Florida’s Dram Shop Act and Liability for Serving Minors and Alcoholics
Fort Lauderdale, FL – Many Florida personal injury lawyers shy away from liquor liability claims and pursue only the underlying accident or injury case. If a drunk driver hits or kills someone, many injury attorneys will only pursue claims against the drunk driver or any possible uninsured or underinsured motorist coverage.

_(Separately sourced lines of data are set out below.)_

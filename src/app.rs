use crate::config::UiPrefs;
use crate::input::Action;
use crate::logs::{self, LogBuffer};
use crate::model::{
    Container, ContainerStats, Image, NavigationMode, Network, PortMapping, Snapshot, ViewMode,
    Volume,
};
use crate::projector::{self, ListItem};
use crate::search::SearchState;
use chrono::{DateTime, Utc};
use std::collections::{BTreeSet, HashMap};
use std::path::PathBuf;
use std::time::Duration;
use tracing::debug;

pub const FOLLOW_INTERVAL: Duration = Duration::from_secs(1);

#[derive(Debug, Clone, Copy, Eq, PartialEq)]
pub enum InputMode {
    Normal,
    Command,
    Search,
}

#[derive(Debug, Clone, Copy, Eq, PartialEq)]
pub enum TickKind {
    AutoRefresh,
    LogFollow,
}

#[derive(Debug, Clone, Copy, Eq, PartialEq)]
pub enum LogRequest {
    Tail(usize),
    Since(Option<DateTime<Utc>>),
}

impl LogRequest {
    pub fn is_follow(self) -> bool {
        matches!(self, Self::Since(_))
    }
}

#[derive(Debug, Clone, Copy, Eq, PartialEq)]
pub enum Lifecycle {
    Start,
    Stop,
    Restart,
}

impl Lifecycle {
    fn verb(self) -> &'static str {
        match self {
            Self::Start => "start",
            Self::Stop => "stop",
            Self::Restart => "restart",
        }
    }

    fn pending(self) -> &'static str {
        match self {
            Self::Start => "Starting container...",
            Self::Stop => "Stopping container...",
            Self::Restart => "Restarting container...",
        }
    }

    fn done(self) -> &'static str {
        match self {
            Self::Start => "Container started",
            Self::Stop => "Container stopped",
            Self::Restart => "Container restarted",
        }
    }
}

#[derive(Debug, Clone, Copy, Eq, PartialEq)]
pub enum RemoveKind {
    Container,
    Volume,
    Image,
}

impl RemoveKind {
    fn noun(self) -> &'static str {
        match self {
            Self::Container => "container",
            Self::Volume => "volume",
            Self::Image => "image",
        }
    }

    fn done(self) -> &'static str {
        match self {
            Self::Container => "Container deleted",
            Self::Volume => "Volume deleted",
            Self::Image => "Image deleted",
        }
    }
}

/// Side effect requested by the state machine. Each task yields exactly one
/// [`Event`] once the scheduler has run it.
#[derive(Debug, Clone, Eq, PartialEq)]
pub enum Task {
    Refresh(NavigationMode),
    Lifecycle {
        action: Lifecycle,
        id: String,
    },
    Remove {
        kind: RemoveKind,
        id: String,
    },
    FetchLogs {
        container_id: String,
        request: LogRequest,
    },
    Inspect {
        container_id: String,
    },
    Stats {
        container_id: String,
    },
    ReadDirectory {
        path: PathBuf,
    },
    OpenBrowser {
        url: String,
    },
    Shell {
        container_id: String,
        name: String,
    },
    ScheduleTick {
        kind: TickKind,
        delay: Duration,
    },
}

#[derive(Debug, Clone, PartialEq)]
pub enum Listing {
    Containers(Vec<Container>),
    Volumes(Vec<Volume>),
    Images(Vec<Image>),
    Networks(Vec<Network>),
}

#[derive(Debug, Clone, PartialEq)]
pub enum Outcome {
    Refreshed {
        mode: NavigationMode,
        result: Result<Listing, String>,
    },
    Lifecycle {
        action: Lifecycle,
        result: Result<(), String>,
    },
    Removed {
        kind: RemoveKind,
        result: Result<(), String>,
    },
    Logs {
        container_id: String,
        request: LogRequest,
        result: Result<Vec<u8>, String>,
    },
    Inspected {
        container_id: String,
        result: Result<String, String>,
    },
    Stats {
        container_id: String,
        result: Result<ContainerStats, String>,
    },
    Directory {
        path: PathBuf,
        result: Result<Vec<String>, String>,
    },
    Browser {
        url: String,
        result: Result<(), String>,
    },
    Shell {
        name: String,
        result: Result<(), String>,
    },
}

#[derive(Debug, Clone, PartialEq)]
pub enum Event {
    Action(Action),
    Resize { width: u16, height: u16 },
    Tick(TickKind),
    Completed(Outcome),
}

#[derive(Debug, Clone, Eq, PartialEq)]
pub struct ContainerRef {
    pub id: String,
    pub name: String,
}

#[derive(Debug, Clone)]
pub struct LogsView {
    pub target: ContainerRef,
    /// `None` until the batch load completes.
    pub buffer: Option<LogBuffer>,
    pub error: Option<String>,
    pub scroll: usize,
    pub following: bool,
    pub search: SearchState,
}

#[derive(Debug, Clone)]
pub struct InspectView {
    pub target: ContainerRef,
    pub lines: Option<Vec<String>>,
    pub scroll: usize,
}

#[derive(Debug, Clone)]
pub struct BrowseView {
    pub volume: String,
    pub root: PathBuf,
    pub path: PathBuf,
    pub entries: Option<Vec<String>>,
    pub selected: usize,
}

/// Sub-state of the active view. Each variant carries only its own payload.
#[derive(Debug, Clone)]
pub enum ViewState {
    Details,
    Logs(LogsView),
    Ports {
        target: ContainerRef,
        selected: usize,
    },
    Env {
        target: ContainerRef,
    },
    Stats {
        target: ContainerRef,
    },
    Inspect(InspectView),
    VolumeBrowse(BrowseView),
}

impl ViewState {
    pub fn mode(&self) -> ViewMode {
        match self {
            Self::Details => ViewMode::Details,
            Self::Logs(_) => ViewMode::Logs,
            Self::Ports { .. } => ViewMode::Ports,
            Self::Env { .. } => ViewMode::Env,
            Self::Stats { .. } => ViewMode::Stats,
            Self::Inspect(_) => ViewMode::Inspect,
            Self::VolumeBrowse(_) => ViewMode::VolumeBrowse,
        }
    }
}

#[derive(Debug, Clone)]
pub struct SessionSettings {
    pub refresh_interval: Duration,
    pub log_tail: usize,
}

impl Default for SessionSettings {
    fn default() -> Self {
        Self {
            refresh_interval: Duration::from_secs(10),
            log_tail: 100,
        }
    }
}

#[derive(Debug, Clone)]
pub struct App {
    running: bool,
    settings: SessionSettings,
    prefs: UiPrefs,
    snapshot: Snapshot,
    expanded: BTreeSet<String>,
    nav: NavigationMode,
    items: Vec<ListItem>,
    cursor: Option<usize>,
    view: ViewState,
    mode: InputMode,
    input: String,
    help_visible: bool,
    stats: HashMap<String, ContainerStats>,
    follow_outstanding: bool,
    status: String,
    viewport: (u16, u16),
}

Inquiry into the accident should not stop there.
Liability in Florida for serving alcohol to minors or alcoholics Florida has a Dram Shop Act which may impose liability on bars, restaurants and homeowners if certain provisions are met.
Florida Statute section 768.125 states that a person who sells or furnishes alcoholic beverages to a person of lawful drinking age shall not thereby become liable for injury or damage caused by or resulting from the intoxication of such person, except that a person who willfully and unlawfully sells or furnishes alcoholic beverages to a person who is not of lawful drinking age or who knowingly serves a person habitually addicted to the use of any or all alcoholic beverages may become liable for injury or damage caused by or resulting from the intoxication of such minor or person.
Over the years, I’ve handled many liquor liability cases against drunk drivers, restaurants, homeowners and bars. A complex and thorough investigation is needed into the property backgrounds and the accident.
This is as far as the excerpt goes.